Ce texte est en débat depuis des mois et a évolué sous la pression des syndicats, du mouvement social et des parlementaires socialistes. Comme vous le savez, j’ai soutenu le projet de loi après le passage en commission en première lecture.

Ces évolutions du projet de loi n’ont malheureusement pas permis d’inverser le sentiment des Français, dont un grand nombre demeure hostile au texte.

Une majorité du groupe socialiste souhaitait aboutir à un accord qui permette d’éviter un nouveau recours à l’article 49.3. Nous avons essayé d’être à l’intersection, en recherche d’un compromis.
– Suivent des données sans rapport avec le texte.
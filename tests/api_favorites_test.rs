//! Integration tests for vendor favorites, series follows, and vendor pages

mod test_utils;

#[cfg(test)]
mod tests {
    use axum::http::StatusCode;
    use serial_test::serial;

    use crate::test_utils::{send_json, test_app};

    #[tokio::test]
    #[serial]
    async fn it_toggles_vendor_favorites() {
        let (app, _db) = test_app().await;
        let uri = "/api/vendors/v1/favorite";

        let (status, body) = send_json(&app, "POST", uri, Some("u1"), None).await;
        assert_eq!(status, StatusCode::OK);
        assert_eq!(body["favorited"], true);

        let (_, page) = send_json(&app, "GET", "/api/vendors/blue-note", Some("u1"), None).await;
        assert_eq!(page["is_favorite"], true);

        // Another user is unaffected
        let (_, page) = send_json(&app, "GET", "/api/vendors/blue-note", Some("u2"), None).await;
        assert_eq!(page["is_favorite"], false);

        let (_, body) = send_json(&app, "DELETE", uri, Some("u1"), None).await;
        assert_eq!(body["favorited"], false);
    }

    #[tokio::test]
    #[serial]
    async fn it_converges_after_a_double_toggle() {
        let (app, _db) = test_app().await;
        let uri = "/api/vendors/v2/favorite";
        send_json(&app, "POST", uri, Some("u1"), None).await;
        let (_, body) = send_json(&app, "POST", uri, Some("u1"), None).await;
        assert_eq!(body["favorited"], false);

        let (_, profile) = send_json(&app, "GET", "/api/profile", Some("u1"), None).await;
        assert!(profile["favorite_vendors"].as_array().unwrap().is_empty());
    }

    #[tokio::test]
    #[serial]
    async fn it_follows_series() {
        let (app, _db) = test_app().await;
        let uri = "/api/series/s2/follow";

        let (status, body) = send_json(&app, "PUT", uri, Some("u1"), None).await;
        assert_eq!(status, StatusCode::OK);
        assert_eq!(body["following"], true);

        let (_, body) = send_json(&app, "POST", uri, Some("u1"), None).await;
        assert_eq!(body["following"], false);

        let (status, body) = send_json(&app, "PUT", "/api/series/nope/follow", Some("u1"), None).await;
        assert_eq!(status, StatusCode::NOT_FOUND);
        assert_eq!(body["error"], "Series not found");

        let (status, _) = send_json(&app, "PUT", uri, None, None).await;
        assert_eq!(status, StatusCode::UNAUTHORIZED);
    }

    #[tokio::test]
    #[serial]
    async fn it_shows_vendor_pages_by_slug_or_id() {
        let (app, _db) = test_app().await;

        let (status, page) = send_json(&app, "GET", "/api/vendors/blue-note", None, None).await;
        assert_eq!(status, StatusCode::OK);
        assert_eq!(page["name"], "Blue Note");
        assert_eq!(page["description"], "Live jazz");
        assert_eq!(page["is_favorite"], false);
        // jazz-now already started, old-show is past
        assert!(page["upcoming"].as_array().unwrap().is_empty());

        let (status, page) = send_json(&app, "GET", "/api/vendors/v1", None, None).await;
        assert_eq!(status, StatusCode::OK);
        assert_eq!(page["slug"], "blue-note");

        let (status, _) = send_json(&app, "GET", "/api/vendors/nope", None, None).await;
        assert_eq!(status, StatusCode::NOT_FOUND);
    }
}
Aussi, la veille, avec un peu plus de 120 de mes collègues socialistes de toutes sensibilités, j’avais cosigné un amendement d’Olivier Faure, Kader Arif, et Marie-Arlette Carlotti. Il affirmait la possibilité de signer des accords d’entreprise sur l’organisation du temps de travail tout en maintenant la rémunération des heures supplémentaires à 25%, comme elle l’est aujourd’hui dans la majorité des branches. Ceci, répondant à la peur d’un dumping social entre entreprises d’une même branche.

L’initiative n’a pas eu l’aval du gouvernement. Je le regrette sincèrement.